GitHub - LukeMainwaring/EEG_classifier

Branches Tags

Name		Name	Last commit message	Last commit date
Latest commit History 2 Commits
.DS_Store		.DS_Store
.cache-lukemainwaring		.cache-lukemainwaring
.gitignore		.gitignore
README		README
classifier.py		classifier.py
clean_data.py		clean_data.py
spotify.py		spotify.py
test.txt		test.txt
~$nal Project Proposal.docx		~$nal Project Proposal.docx

Repository files navigation

EEG Classifier
	This program cleans the data from EEG recordings and creates a binary classifier based on two specified labels. My program uses a dataset I downloaded from Kaggle, but any dataset will work as long as it is in csv format, contains a subject id column, raw_input values column, and label column. EEG stands for Electroencephalography and is a method that records electrical activity in the brain. Many studies show that different mental activities produce unique EEG recordings. The two labels I focused on were EEG recordings from subjects performing two separate tasks: listening to music and meditating. Once my classifier is created I can use it to predict if a given song is predicted to be relaxing. If the classifier classifies the EEG recordings from listening to this song as relaxing it interacts with the Spotify web API to add it to a 'Relaxation' playlist. However, I provide the functionality for the user to choose whatever labels they want.

Getting Started
	In order to to run this program make sure you have the updated versions of the following modules:
	pip3 install pandas
	pip3 install numpy
	pip3 install -U scikit-learn
	pip3 install spotipy


Clean Data
	- clean_data.py contains a custom class that uses pandas to represent EEG data from a csv file. Ex: eeg_data = EEGData("eeg-data.csv") creates the pandas representation. 
	- Two instances can be concatenated using the magic method __add__, eeg_data = eeg_data1 + eeg_data2. 
	- The class contains a method to choose the labels you want to compare in your classifier. Ex: eeg_data.choose_labels("music", "relax"). 
	- Then, the user must enter his/her subjectID (int), since the classifier is specific to each person. Ex: eeg_data.choose_id(1)
	- At this point, we can create our X and y for the classification by calling the vectors method.
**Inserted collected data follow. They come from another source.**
//! Error types used by the rootbar runtime, its sources and its sinks.
//!
//! This module defines four error enums:
//!
//! - [`RuntimeError`]: fatal failures of the runtime itself (startup or signal wiring).
//! - [`SourceError`]: a single read of a section source failed; always recovered locally.
//! - [`SinkError`]: the display sink rejected a title or could not be reached.
//! - [`ConfigError`]: the bar configuration is unusable.
//!
//! Every type provides `as_label` for logs and event payloads.

use std::path::PathBuf;

use thiserror::Error;

/// # Errors produced by the rootbar runtime.
///
/// All of them are fatal: the bar cannot run without a display connection
/// or without a way to observe termination signals.
#[non_exhaustive]
#[derive(Error, Debug)]
pub enum RuntimeError {
    /// The display sink could not be opened at startup.
    #[error("failed to open display: {0}")]
    Display(#[source] SinkError),

    /// Termination signal handlers could not be registered.
    #[error("failed to register signal handlers: {0}")]
    Signal(#[source] std::io::Error),

    /// Configuration rejected at startup.
    #[error(transparent)]
    Config(#[from] ConfigError),
}

impl RuntimeError {
    /// Returns a short stable label (snake_case) for use in logs.
    ///
    /// # Example
    /// ```
    /// use rootbar::RuntimeError;
    ///
    /// let err = RuntimeError::Signal(std::io::Error::other("no signal driver"));
    /// assert_eq!(err.as_label(), "runtime_signal");
    /// ```
    pub fn as_label(&self) -> &'static str {
        match self {
            RuntimeError::Display(_) => "runtime_display",
            RuntimeError::Signal(_) => "runtime_signal",
            RuntimeError::Config(_) => "runtime_config",
        }
    }
}

/// # Errors produced while reading one section source.
///
/// None of these ever reach a worker: [`Source::read`](crate::Source::read)
/// turns them into the source's placeholder text.
#[non_exhaustive]
#[derive(Error, Debug)]
pub enum SourceError {
    /// The external program could not be started.
    #[error("failed to launch `{program}`: {error}")]
    Launch {
        /// Program name.
        program: String,
        /// Underlying I/O error.
        #[source]
        error: std::io::Error,
    },

    /// The external program ran but reported failure.
    #[error("`{program}` exited with {status}: {stderr}")]
    Status {
        /// Program name.
        program: String,
        /// Exit status as printed by the OS.
        status: std::process::ExitStatus,
        /// First line of standard error, if any.
        stderr: String,
    },

    /// A file backing the source could not be read.
    #[error("failed to read {path}: {error}")]
    Read {
        /// Path that was read.
        path: PathBuf,
        /// Underlying I/O error.
        #[source]
        error: std::io::Error,
    },

    /// Output was not valid UTF-8.
    #[error("non UTF-8 output from {0}")]
    Encoding(String),

    /// The source produced nothing to show.
    #[error("empty output from {0}")]
    Empty(String),

    /// A format pattern could not be rendered.
    #[error("invalid format pattern {0:?}")]
    Format(String),
}

impl SourceError {
    /// Returns a short stable label (snake_case) for use in logs.
    pub fn as_label(&self) -> &'static str {
        match self {
            SourceError::Launch { .. } => "source_launch",
            SourceError::Status { .. } => "source_status",
            SourceError::Read { .. } => "source_read",
            SourceError::Encoding(_) => "source_encoding",
            SourceError::Empty(_) => "source_empty",
            SourceError::Format(_) => "source_format",
        }
    }
}

/// # Errors produced by display sinks.
#[non_exhaustive]
#[derive(Error, Debug)]
pub enum SinkError {
    /// Connecting to the display failed.
    #[error("connect: {0}")]
    Connect(String),

    /// Writing the title failed.
    #[error("write: {0}")]
    Write(String),

    /// Flushing pending requests failed.
    #[error("flush: {0}")]
    Flush(String),

    /// The sink was already closed.
    #[error("sink closed")]
    Closed,
}

impl SinkError {
    /// Returns a short stable label (snake_case) for use in logs.
    pub fn as_label(&self) -> &'static str {
        match self {
            SinkError::Connect(_) => "sink_connect",
            SinkError::Write(_) => "sink_write",
            SinkError::Flush(_) => "sink_flush",
            SinkError::Closed => "sink_closed",
        }
    }
}

impl From<std::io::Error> for SinkError {
    fn from(err: std::io::Error) -> Self {
        SinkError::Write(err.to_string())
    }
}

/// # Errors produced while loading or validating [`BarConfig`](crate::BarConfig).
#[non_exhaustive]
#[derive(Error, Debug)]
pub enum ConfigError {
    /// The config file could not be read.
    #[error("failed to read {path}: {error}")]
    Read {
        /// Config file path.
        path: PathBuf,
        /// Underlying I/O error.
        #[source]
        error: std::io::Error,
    },

    /// The config file is not valid TOML for [`BarConfig`](crate::BarConfig).
    #[error("failed to parse {path}: {error}")]
    Parse {
        /// Config file path.
        path: PathBuf,
        /// Parser error.
        #[source]
        error: toml::de::Error,
    },

    /// No sections configured.
    #[error("no sections configured")]
    NoSections,

    /// A section has a zero refresh interval.
    #[error("section {index} has a zero refresh interval")]
    ZeroInterval {
        /// Position of the offending section.
        index: usize,
    },

    /// A clock pattern contains an invalid strftime item.
    #[error("invalid clock format {0:?}")]
    ClockFormat(String),

    /// Section width too small to hold brackets plus one character.
    #[error("section width {0} is below the minimum of 3")]
    WidthTooSmall(usize),
}

#[cfg(test)]
mod tests {
    use super::*;

    #[test]
    fn labels_are_stable() {
        assert_eq!(SourceError::Empty("playerctl".into()).as_label(), "source_empty");
        assert_eq!(SinkError::Closed.as_label(), "sink_closed");
        assert_eq!(
            RuntimeError::Config(ConfigError::NoSections).as_label(),
            "runtime_config"
        );
    }

    #[test]
    fn config_error_is_transparent() {
        let err = RuntimeError::from(ConfigError::ZeroInterval { index: 2 });
        assert_eq!(err.to_string(), "section 2 has a zero refresh interval");
    }
}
Ex: X, y = eeg_data.vectors(). To see more detail about how feature vectors are created, see clean_data.py. 


Classifier
	- This classifier is dependent on preparing the data in the correct way using clean_data.py (see above). Once we have X and y, we can build our classifier using create_classifer. Ex: classifier = create_classifier(X, y)
	- The classifier is only created if its accuracy is above 65% (chosen arbitrarily), which is calculated using sklearn's cross_val_score function. This is due to the fact that EEG recordings are not perfect predictors of what a person is exactly thinking, and there is a correlation between attention levels (given in original eeg_data csv file) and low classifier accuracies. 
	- I also included two generators in classifier.py. true_score(n) generates the scores from subjects who we were able to build a classifier for from subject 1 to subject n. num_successes(n) generates the number of people who we were able to build a classifier for. For example, if we wanted to test our accuracy of the classifiers we produced, we could call: print(sum(true_score(30)) / sum(num_successes(30))).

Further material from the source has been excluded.